The deal is as a part of BP’s strategy to uphold a superior business standard in the region despite a recent tax hike on oil and gas production in British waters.
The two fields –– Schiehallion and Loyal –– are located to the west of the Shetland Islands. The fields have already produced nearly 400 million barrels of oil since the commencement of production in 1998 and are still expected to hold 450 million barrels of resource.
The company intends to utilize a major portion of the investment in upgrade and replacement of the subsea facilities, with a view to start production in 2016, in order to facilitate full development of the reserves.
The existing Schiehallion floating, production, storage and offloading (:FPSO) vessel will be replaced with a new one, scheduled to be installed in 2015. The new vessel will be able to process and export up to 130,000 barrels of oil a day, and store in excess of 1 million barrels.

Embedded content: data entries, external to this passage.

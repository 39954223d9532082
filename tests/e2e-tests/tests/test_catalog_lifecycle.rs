//! Register, discover and deregister through a live server.

use catalog_client::{DeregisterOutcome, Error, RegisterOutcome, Registration};
use e2e_tests::assertions::{assert_endpoints, assert_service_names};
use e2e_tests::TestRegistry;

const ID_A: &str = "11111111-1111-1111-1111-111111111111";
const ID_B: &str = "22222222-2222-2222-2222-222222222222";

fn node(name: &str, address: &str, port: u16, id: &str) -> Registration {
    Registration {
        name: name.to_string(),
        description: None,
        address: Some(address.to_string()),
        port: Some(port),
        node_id: Some(id.to_string()),
    }
}

#[tokio::test]
async fn test_full_lifecycle() {
    let registry = TestRegistry::start_memory().await.unwrap();
    let client = &registry.client;

    assert!(client.health().await.unwrap());
    assert_service_names(client, &[]).await.unwrap();

    let web = node("web", "10.0.0.1", 8080, ID_A);
    assert_eq!(client.register(web.clone()).await.unwrap(), RegisterOutcome::Created);
    assert_eq!(
        client.register(web).await.unwrap(),
        RegisterOutcome::AlreadyExists
    );
    assert_service_names(client, &["web"]).await.unwrap();

    let details = client.service_details("web").await.unwrap().unwrap();
    assert_endpoints(&details, &[("10.0.0.1", 8080)]).unwrap();

    assert_eq!(
        client.deregister("web", Some(ID_A.to_string())).await.unwrap(),
        DeregisterOutcome::Removed
    );
    assert_service_names(client, &[]).await.unwrap();
    assert!(client.service_details("web").await.unwrap().is_none());
    assert_eq!(
        client.deregister("web", Some(ID_A.to_string())).await.unwrap(),
        DeregisterOutcome::NotFound
    );

    registry.stop().await.unwrap();
}

#[tokio::test]
async fn test_nodes_accumulate_and_move() {
    let registry = TestRegistry::start_memory().await.unwrap();
    let client = &registry.client;

    client.register(node("web", "10.0.0.1", 8080, ID_A)).await.unwrap();
    client.register(node("web", "10.0.0.2", 8080, ID_B)).await.unwrap();
    let details = client.service_details("web").await.unwrap().unwrap();
    assert_endpoints(&details, &[("10.0.0.1", 8080), ("10.0.0.2", 8080)]).unwrap();

    // Same node id on a new endpoint replaces the old entry in place.
    assert_eq!(
        client.register(node("web", "10.0.0.1", 9090, ID_A)).await.unwrap(),
        RegisterOutcome::Created
    );
    let details = client.service_details("web").await.unwrap().unwrap();
    assert_endpoints(&details, &[("10.0.0.1", 9090), ("10.0.0.2", 8080)]).unwrap();

    // Removing one of two nodes keeps the service.
    client.deregister("web", Some(ID_A.to_string())).await.unwrap();
    let details = client.service_details("web").await.unwrap().unwrap();
    assert_endpoints(&details, &[("10.0.0.2", 8080)]).unwrap();

    registry.stop().await.unwrap();
}

#[tokio::test]
async fn test_descriptions_and_listing_order() {
    let registry = TestRegistry::start_memory().await.unwrap();
    let client = &registry.client;

    for name in ["zeta", "alpha", "mid"] {
        let mut registration = node(name, "10.0.0.1", 8080, ID_A);
        registration.description = Some(format!("{} service", name));
        client.register(registration).await.unwrap();
    }
    assert_service_names(client, &["zeta", "alpha", "mid"]).await.unwrap();

    let services = client.list_services().await.unwrap();
    assert_eq!(services[1].description.as_deref(), Some("alpha service"));

    registry.stop().await.unwrap();
}

#[tokio::test]
async fn test_validation_errors_reach_the_client() {
    let registry = TestRegistry::start_memory().await.unwrap();
    let client = &registry.client;

    let err = client
        .register(node("", "10.0.0.1", 8080, ID_A))
        .await
        .unwrap_err();
    assert_eq!(err.to_string(), "'name' can't be null");

    let err = client
        .register(node("web", "10.0.0.1", 0, ID_A))
        .await
        .unwrap_err();
    assert_eq!(err.to_string(), "'service_port' can't be null");

    let err = client
        .register(node("web", "10.0.0.1", 8080, "not-an-id"))
        .await
        .unwrap_err();
    assert!(matches!(err, Error::Validation { .. }));

    assert_service_names(client, &[]).await.unwrap();
    registry.stop().await.unwrap();
}

#[tokio::test]
async fn test_hostname_address_is_resolved() {
    let registry = TestRegistry::start_memory().await.unwrap();
    let client = &registry.client;

    client
        .register(node("local", "localhost", 8080, ID_A))
        .await
        .unwrap();
    let details = client.service_details("local").await.unwrap().unwrap();
    let address: std::net::IpAddr = details.nodes[0].address.parse().unwrap();
    assert!(address.is_ipv4());

    registry.stop().await.unwrap();
}
//! Per-client request rate limiting.
//!
//! # Rust Learning Note
//!
//! ## Keyed Rate Limiters
//!
//! `governor` implements GCRA, a token-bucket equivalent that stores one
//! timestamp per key. A keyed limiter holds one bucket per client address:
//!
//! ```rust,ignore
//! let limiter = RateLimiter::keyed(Quota::per_minute(nonzero!(80u32)));
//! limiter.check_key(&client_ip)?;   // Err(NotUntil) when over quota
//! ```
//!
//! The peer address comes from axum's `ConnectInfo`, which the server only
//! provides for TCP listeners. Requests without it (Unix sockets) share
//! one bucket keyed by the unspecified address.

use std::net::{IpAddr, Ipv4Addr, SocketAddr};
use std::num::NonZeroU32;
use std::sync::Arc;
use std::time::Duration;

use axum::{
    extract::{ConnectInfo, Request, State},
    http::{header, StatusCode},
    middleware::Next,
    response::{IntoResponse, Response},
    Json,
};
use catalog_common::MessageResponse;
use governor::clock::Clock;
use governor::{DefaultKeyedRateLimiter, Quota, RateLimiter};
use tracing::warn;

/// Default quota per client address.
pub const DEFAULT_REQUESTS_PER_MINUTE: u32 = 80;

/// Tracked clients above which idle buckets are purged.
const PURGE_THRESHOLD: usize = 10_000;

/// Rate limiter keyed by client IP address.
pub struct ClientRateLimiter {
    limiter: DefaultKeyedRateLimiter<IpAddr>,
    per_minute: NonZeroU32,
}

impl ClientRateLimiter {
    pub fn per_minute(per_minute: NonZeroU32) -> Self {
        Self {
            limiter: RateLimiter::keyed(Quota::per_minute(per_minute)),
            per_minute,
        }
    }

    pub fn quota(&self) -> NonZeroU32 {
        self.per_minute
    }

    /// Takes one request from `client`'s quota, or returns how long to wait.
    pub fn check(&self, client: IpAddr) -> Result<(), Duration> {
        let result = self
            .limiter
            .check_key(&client)
            .map_err(|not_until| not_until.wait_time_from(self.limiter.clock().now()));

        if self.limiter.len() > PURGE_THRESHOLD {
            self.limiter.retain_recent();
        }
        result
    }
}

/// Rejects requests over quota with 429 and a `Retry-After` header.
pub async fn rate_limit_middleware(
    State(limiter): State<Arc<ClientRateLimiter>>,
    req: Request,
    next: Next,
) -> Response {
    let client = req
        .extensions()
        .get::<ConnectInfo<SocketAddr>>()
        .map(|ConnectInfo(addr)| addr.ip())
        .unwrap_or(IpAddr::V4(Ipv4Addr::UNSPECIFIED));

    match limiter.check(client) {
        Ok(()) => next.run(req).await,
        Err(wait) => {
            warn!("Rate limit exceeded for {} ({}/min)", client, limiter.quota());
            // Round up so clients never retry a moment too early.
            let retry_after = wait.as_secs() + u64::from(wait.subsec_nanos() > 0);
            (
                StatusCode::TOO_MANY_REQUESTS,
                [(header::RETRY_AFTER, retry_after.to_string())],
                Json(MessageResponse::new("rate limit exceeded")),
            )
                .into_response()
        }
    }
}
//! # Catalog Common
//!
//! Types, wire formats and errors shared by the catalog registry server
//! and its clients.
//!
//! This crate provides the foundational abstractions that the other
//! catalog crates build upon: the error taxonomy, validated identifiers
//! and the JSON bodies exchanged over HTTP.

pub mod errors;
pub mod types;
pub mod wire;

// Re-export commonly used items
pub use errors::{Error, Result, StorageErrorKind};
pub use types::{DeregisterOutcome, NodeId, RegisterOutcome, ServiceName};
pub use wire::{
    DeregisterRequest, MessageResponse, NodeEndpoint, RegisterRequest, ServiceDetails,
    ServiceSummary, WarnResponse,
};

BP will enjoy 36.3% ownership interest in the new FPSO with Royal Dutch Shell Plc (RDS.A) holding an equal stake. The other co-partners include Hess Corporation (NYSE:HES - News) with a 12.90% stake, Statoil ASA (NYSE:STO - News) with 4.84%, and OMV (:UK) Ltd. and Murphy Oil Corporation (NYSE:MUR - News), with a 4.84% stake each.

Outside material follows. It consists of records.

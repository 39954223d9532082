//! File-backed storage: a directory holding one JSON document.
//!
//! The whole catalog is loaded at open time and rewritten after every
//! mutation. Writes go to a temporary file that is then renamed over
//! `services.json`, so a crash mid-write leaves the previous version.

use std::fs;
use std::io::{self, Write};
use std::path::{Path, PathBuf};

use catalog_common::{Error, Result, StorageErrorKind};
use parking_lot::RwLock;

use super::{ServiceQuery, ServiceStore};
use crate::types::Service;

const DB_FILE: &str = "services.json";

/// JSON document store persisted under a directory.
pub struct FileStore {
    dir: PathBuf,
    services: RwLock<Vec<Service>>,
}

impl FileStore {
    /// Opens (or creates) the store in `dir`.
    pub fn open(dir: impl Into<PathBuf>) -> Result<Self> {
        let dir = dir.into();
        fs::create_dir_all(&dir)
            .map_err(|e| Error::storage_io(e, format!("create {}", dir.display())))?;

        let path = dir.join(DB_FILE);
        let services = if path.exists() {
            let bytes =
                fs::read(&path).map_err(|e| Error::storage_io(e, format!("read {}", path.display())))?;
            serde_json::from_slice(&bytes).map_err(|e| {
                Error::storage(
                    StorageErrorKind::Fatal,
                    format!("corrupt catalog file {}: {}", path.display(), e),
                )
            })?
        } else {
            Vec::new()
        };

        let store = Self {
            dir,
            services: RwLock::new(services),
        };
        tracing::info!(
            "Opened catalog file {} ({} services)",
            store.path().display(),
            store.services.read().len()
        );
        Ok(store)
    }

    /// Location of the catalog document.
    pub fn path(&self) -> PathBuf {
        self.dir.join(DB_FILE)
    }

    /// Writes `services` to disk, replacing the previous document.
    fn persist(&self, services: &[Service]) -> Result<()> {
        let path = self.path();
        let tmp = self.dir.join(format!("{}.tmp", DB_FILE));

        let bytes = serde_json::to_vec_pretty(services)
            .map_err(|e| Error::storage(StorageErrorKind::Fatal, format!("serialize catalog: {}", e)))?;

        let result = write_file(&tmp, &bytes)
            .map_err(|e| Error::storage_io(e, format!("write {}", tmp.display())))
            .and_then(|()| {
                fs::rename(&tmp, &path)
                    .map_err(|e| Error::storage_io(e, format!("replace {}", path.display())))
            });

        if result.is_err() {
            // Never leave a partial document next to the real one.
            match fs::remove_file(&tmp) {
                Ok(()) => {}
                Err(e) if e.kind() == io::ErrorKind::NotFound => {}
                Err(e) => tracing::warn!("Failed to remove {}: {}", tmp.display(), e),
            }
        }
        result
    }

    /// Applies `change` to a copy of the catalog, persists it, then swaps
    /// it in. On failure the in-memory view is left untouched.
    fn mutate(&self, change: impl FnOnce(&mut Vec<Service>)) -> Result<()> {
        let mut guard = self.services.write();
        let mut next = guard.clone();
        change(&mut next);

        self.persist(&next)?;
        *guard = next;
        Ok(())
    }
}

fn write_file(path: &Path, bytes: &[u8]) -> io::Result<()> {
    let mut file = fs::File::create(path)?;
    file.write_all(bytes)?;
    file.sync_all()
}

impl ServiceStore for FileStore {
    fn get(&self, query: &ServiceQuery) -> Result<Service> {
        self.services
            .read()
            .iter()
            .find(|service| query.matches(service))
            .cloned()
            .ok_or_else(|| match &query.name {
                Some(name) => Error::not_found(format!("service '{}'", name)),
                None => Error::not_found("service"),
            })
    }

    fn filter(&self, query: &ServiceQuery) -> Result<Vec<Service>> {
        Ok(self
            .services
            .read()
            .iter()
            .filter(|service| query.matches(service))
            .cloned()
            .collect())
    }

    fn save(&self, service: &Service) -> Result<()> {
        self.mutate(|services| {
            match services.iter_mut().find(|s| s.name == service.name) {
                Some(existing) => *existing = service.clone(),
                None => services.push(service.clone()),
            }
        })
    }

    fn delete(&self, service: &Service) -> Result<()> {
        self.mutate(|services| services.retain(|s| s.name != service.name))
    }

    fn describe(&self) -> String {
        format!("file ({})", self.path().display())
    }
}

The British group’s latest move comes after its planned $16 billion share swap and an Arctic exploration deal with Russia’s Rosneft fell apart. The unsuccessful venture was seen as BP’s greatest growth project since the Gulf of Mexico oil spill checked its growth.

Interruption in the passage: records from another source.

//! Registry server: binds the transport and serves the API router.
//!
//! # Rust Learning Note
//!
//! ## Graceful Shutdown
//!
//! ```rust,ignore
//! axum::serve(listener, router)
//!     .with_graceful_shutdown(shutdown_signal())
//!     .await?;
//! ```
//!
//! When the future passed to `with_graceful_shutdown` completes, axum stops
//! accepting connections and waits for in-flight requests to finish. The
//! future is generic, so tests hand in a oneshot receiver instead of a
//! signal listener.

use std::future::Future;
use std::net::SocketAddr;
use std::num::NonZeroU32;
use std::sync::Arc;

use anyhow::{Context, Result};
use axum::Router;
use tokio::net::TcpListener;
use tracing::{info, warn};

#[cfg(unix)]
use tokio::net::UnixListener;

use crate::{
    api::create_router, catalog::Catalog, rate_limit::ClientRateLimiter,
    transport::TransportConfig,
};

/// Service catalog HTTP server.
pub struct RegistryServer {
    catalog: Arc<Catalog>,
    transport: TransportConfig,
    rate_limit: Option<NonZeroU32>,
}

impl RegistryServer {
    pub fn new(catalog: Arc<Catalog>, transport: TransportConfig) -> Self {
        Self {
            catalog,
            transport,
            rate_limit: None,
        }
    }

    /// Limits each client address to `per_minute` requests.
    pub fn with_rate_limit(mut self, per_minute: Option<NonZeroU32>) -> Self {
        self.rate_limit = per_minute;
        self
    }

    fn router(&self) -> Router {
        let limiter = self
            .rate_limit
            .map(|per_minute| Arc::new(ClientRateLimiter::per_minute(per_minute)));
        create_router(Arc::clone(&self.catalog), limiter)
    }

    /// Runs until SIGINT or SIGTERM.
    pub async fn run(self) -> Result<()> {
        self.run_until(shutdown_signal()).await
    }

    /// Runs until `shutdown` completes.
    pub async fn run_until<F>(self, shutdown: F) -> Result<()>
    where
        F: Future<Output = ()> + Send + 'static,
    {
        info!(
            "Starting registry server: {} (storage: {})",
            self.transport.describe(),
            self.catalog.store().describe()
        );
        match self.rate_limit {
            Some(per_minute) => info!("Rate limit: {} requests/minute per client", per_minute),
            None => info!("Rate limit: disabled"),
        }

        match self.transport.clone() {
            TransportConfig::Tcp { listen, port } => {
                let listener = TcpListener::bind((listen, port))
                    .await
                    .with_context(|| format!("Failed to bind {}:{}", listen, port))?;
                self.serve_tcp(listener, shutdown).await
            }

            #[cfg(unix)]
            TransportConfig::UnixSocket { path } => {
                self.run_unix_socket(&path, shutdown).await
            }
        }
    }

    /// Serves on an already bound TCP listener.
    ///
    /// Binding to port 0 and passing the listener here lets callers learn
    /// the chosen port before the server starts.
    pub async fn serve_tcp<F>(self, listener: TcpListener, shutdown: F) -> Result<()>
    where
        F: Future<Output = ()> + Send + 'static,
    {
        let addr = listener.local_addr().context("Failed to read local address")?;
        info!("Server listening on {}", addr);

        // ConnectInfo hands the peer address to the rate limiter.
        let app = self.router().into_make_service_with_connect_info::<SocketAddr>();
        axum::serve(listener, app)
            .with_graceful_shutdown(shutdown)
            .await
            .context("HTTP server failed")?;

        info!("Server stopped");
        Ok(())
    }

    #[cfg(unix)]
    async fn run_unix_socket<F>(self, path: &std::path::Path, shutdown: F) -> Result<()>
    where
        F: Future<Output = ()> + Send + 'static,
    {
        info!("Binding to Unix socket: {}", path.display());

        // A stale socket file from an earlier run blocks bind().
        if path.exists() {
            std::fs::remove_file(path)
                .with_context(|| format!("Failed to remove stale socket {}", path.display()))?;
        }

        let listener = UnixListener::bind(path)
            .with_context(|| format!("Failed to bind {}", path.display()))?;
        info!("Server listening on {}", path.display());

        let result = axum::serve(listener, self.router())
            .with_graceful_shutdown(shutdown)
            .await
            .context("HTTP server failed");

        if let Err(e) = std::fs::remove_file(path) {
            warn!("Failed to remove socket {}: {}", path.display(), e);
        }
        info!("Server stopped");
        result
    }
}

/// Completes on SIGINT or SIGTERM (Ctrl+C elsewhere).
pub async fn shutdown_signal() {
    use tokio::signal;

    #[cfg(unix)]
    {
        use signal::unix::{signal, SignalKind};

        match (signal(SignalKind::terminate()), signal(SignalKind::interrupt())) {
            (Ok(mut sigterm), Ok(mut sigint)) => {
                tokio::select! {
                    _ = sigterm.recv() => info!("Received SIGTERM signal"),
                    _ = sigint.recv() => info!("Received SIGINT signal"),
                }
            }
            (Err(e), _) | (_, Err(e)) => {
                warn!("Failed to install signal handlers, falling back to Ctrl+C: {}", e);
                if signal::ctrl_c().await.is_ok() {
                    info!("Received Ctrl+C signal");
                }
            }
        }
    }

    #[cfg(not(unix))]
    {
        if signal::ctrl_c().await.is_ok() {
            info!("Received Ctrl+C signal");
        }
    }
}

BP is one of the world's largest energy companies, providing its customers with fuel for transportation, energy for heat and light, retail services, and petrochemical products. We believe the company's new strategy of active portfolio management, higher exploration activity, and refining and marketing repositioning will create value for shareholders.
Hence, the latest step for field re-development, which was welcomed by the U.K. government, will augment BP’s exploration venture and thereby boost its synergies to regain its position in the industry following the oil spill. BP’s prospects will be further enhanced by a stronger oil price environment and concentrated upstream portfolio.
We maintain our Neutral recommendation for the company. BP ADRs retain a Zacks #3 Rank, which translates to a short-term Hold rating.